++++ ENTRIES PROVIDED

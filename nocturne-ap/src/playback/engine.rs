//! Playback engine actor
//!
//! One tokio task owns the [`SegmentScheduler`] (and through it the
//! [`AudioGraph`]). Commands arrive over an mpsc channel and are handled one
//! at a time; a `start` that is waiting on a buffer load holds back every
//! later command until it finishes. Between commands the task waits on the
//! next timeline deadline and on the active source's natural end.
//!
//! The scheduler's status is published to [`SharedState`] after every
//! command and every timer or source event.

use crate::audio::AudioGraph;
use crate::error::{Error, Result};
use crate::playback::scheduler::{CommandOutcome, SegmentScheduler};
use crate::playback::segment::SegmentDefaults;
use crate::state::{PlaybackStatus, SharedState};
use nocturne_common::events::{EventBus, NocturneEvent};
use nocturne_common::Journey;
use std::sync::Arc;
use tokio::sync::{broadcast, mpsc, oneshot};
use tokio::task::JoinHandle;
use tokio::time::Instant;
use tracing::{debug, info, warn};

/// Command channel depth
const COMMAND_CAPACITY: usize = 32;

/// Engine settings
#[derive(Debug, Clone)]
pub struct EngineConfig {
    pub defaults: SegmentDefaults,
    /// Initial master volume (percent)
    pub initial_volume: u8,
    pub event_capacity: usize,
}

impl Default for EngineConfig {
    fn default() -> Self {
        Self {
            defaults: SegmentDefaults::default(),
            initial_volume: 80,
            event_capacity: 256,
        }
    }
}

enum Command {
    Start {
        journey: Box<Journey>,
        timer_minutes: f64,
        reply: oneshot::Sender<Result<()>>,
    },
    Pause {
        reply: oneshot::Sender<CommandOutcome>,
    },
    Resume {
        reply: oneshot::Sender<Result<CommandOutcome>>,
    },
    Stop {
        reply: oneshot::Sender<CommandOutcome>,
    },
    SetVolume {
        percent: u8,
        reply: oneshot::Sender<()>,
    },
    Shutdown {
        reply: oneshot::Sender<()>,
    },
}

pub struct PlaybackEngine {
    scheduler: SegmentScheduler,
    commands: mpsc::Receiver<Command>,
    shared: Arc<SharedState>,
    defaults: SegmentDefaults,
}

impl PlaybackEngine {
    /// Spawn the engine task and return a handle to it
    pub fn spawn(graph: AudioGraph, config: EngineConfig) -> PlaybackHandle {
        let events = EventBus::new(config.event_capacity);
        let scheduler = SegmentScheduler::new(graph, events.clone(), config.initial_volume);
        let shared = Arc::new(SharedState::new(events, scheduler.status()));
        let (tx, rx) = mpsc::channel(COMMAND_CAPACITY);

        let engine = PlaybackEngine {
            scheduler,
            commands: rx,
            shared: Arc::clone(&shared),
            defaults: config.defaults,
        };
        let task = tokio::spawn(engine.run());

        PlaybackHandle {
            commands: tx,
            shared,
            task: Arc::new(parking_lot::Mutex::new(Some(task))),
        }
    }

    async fn run(mut self) {
        info!("Playback engine started");
        let mut shutdown_reply = None;

        loop {
            let deadline = self.scheduler.next_deadline();

            tokio::select! {
                command = self.commands.recv() => match command {
                    Some(Command::Shutdown { reply }) => {
                        shutdown_reply = Some(reply);
                        break;
                    }
                    Some(command) => self.handle_command(command).await,
                    None => {
                        debug!("Command channel closed");
                        break;
                    }
                },
                _ = sleep_until_opt(deadline) => {
                    self.scheduler.process_due().await;
                    self.publish().await;
                }
                ended = self.scheduler.source_ended() => {
                    if let Some(node) = ended {
                        self.scheduler.on_source_ended(node).await;
                    }
                    self.publish().await;
                }
            }
        }

        self.scheduler.stop();
        self.publish().await;
        self.scheduler.dispose();
        info!("Playback engine stopped");

        if let Some(reply) = shutdown_reply {
            let _ = reply.send(());
        }
    }

    /// Apply one command; the status is published before the caller hears back
    async fn handle_command(&mut self, command: Command) {
        match command {
            Command::Start {
                journey,
                timer_minutes,
                reply,
            } => {
                let result = self
                    .scheduler
                    .start_journey(&journey, &self.defaults, timer_minutes)
                    .await;
                self.publish().await;
                let _ = reply.send(result);
            }
            Command::Pause { reply } => {
                let outcome = self.scheduler.pause();
                self.publish().await;
                let _ = reply.send(outcome);
            }
            Command::Resume { reply } => {
                let outcome = self.scheduler.resume().await;
                self.publish().await;
                let _ = reply.send(outcome);
            }
            Command::Stop { reply } => {
                let outcome = self.scheduler.stop();
                self.publish().await;
                let _ = reply.send(outcome);
            }
            Command::SetVolume { percent, reply } => {
                self.scheduler.set_volume(percent);
                self.publish().await;
                let _ = reply.send(());
            }
            Command::Shutdown { reply } => {
                // run() intercepts shutdown before dispatch
                let _ = reply.send(());
            }
        }
    }

    async fn publish(&self) {
        self.shared.set_status(self.scheduler.status()).await;
    }
}

async fn sleep_until_opt(deadline: Option<Instant>) {
    match deadline {
        Some(deadline) => tokio::time::sleep_until(deadline).await,
        None => std::future::pending().await,
    }
}

/// Cloneable handle to a running engine
#[derive(Clone)]
pub struct PlaybackHandle {
    commands: mpsc::Sender<Command>,
    shared: Arc<SharedState>,
    task: Arc<parking_lot::Mutex<Option<JoinHandle<()>>>>,
}

impl PlaybackHandle {
    async fn request<T>(&self, make: impl FnOnce(oneshot::Sender<T>) -> Command) -> Result<T> {
        let (reply, rx) = oneshot::channel();
        self.commands
            .send(make(reply))
            .await
            .map_err(|_| Error::EngineClosed)?;
        rx.await.map_err(|_| Error::EngineClosed)
    }

    /// Start `journey` with a session timer of `timer_minutes`
    pub async fn start(&self, journey: Journey, timer_minutes: f64) -> Result<()> {
        self.request(|reply| Command::Start {
            journey: Box::new(journey),
            timer_minutes,
            reply,
        })
        .await?
    }

    pub async fn pause(&self) -> Result<CommandOutcome> {
        self.request(|reply| Command::Pause { reply }).await
    }

    pub async fn resume(&self) -> Result<CommandOutcome> {
        self.request(|reply| Command::Resume { reply }).await?
    }

    pub async fn stop(&self) -> Result<CommandOutcome> {
        self.request(|reply| Command::Stop { reply }).await
    }

    /// Set master volume in percent (0-100)
    pub async fn set_volume(&self, percent: u8) -> Result<()> {
        self.request(|reply| Command::SetVolume { percent, reply })
            .await
    }

    /// Latest published status; never waits on the engine task
    pub async fn status(&self) -> PlaybackStatus {
        self.shared.status().await
    }

    pub fn subscribe(&self) -> broadcast::Receiver<NocturneEvent> {
        self.shared.subscribe_events()
    }

    /// Wait for the next `SessionCompleted` event.
    ///
    /// Returns the journey id and elapsed seconds of the completed session.
    pub async fn completed(&self) -> Result<(Option<i64>, u64)> {
        let mut rx = self.subscribe();
        loop {
            match rx.recv().await {
                Ok(NocturneEvent::SessionCompleted {
                    journey_id,
                    elapsed_secs,
                    ..
                }) => return Ok((journey_id, elapsed_secs)),
                Ok(_) => continue,
                Err(broadcast::error::RecvError::Lagged(skipped)) => {
                    warn!("Completion listener lagged by {} events", skipped);
                    continue;
                }
                Err(broadcast::error::RecvError::Closed) => return Err(Error::EngineClosed),
            }
        }
    }

    /// Stop the session, dispose the audio graph and wait for the task to end
    pub async fn shutdown(&self) -> Result<()> {
        let result = self.request(|reply| Command::Shutdown { reply }).await;
        let task = self.task.lock().take();
        if let Some(task) = task {
            let _ = task.await;
        }
        result
    }
}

++++++++

[EXERCISE BRIEF] Please say how many lines in the records above contain the word "JoinHandle", giving the number alone.

[ANSWER TO THE PROBLEM] 2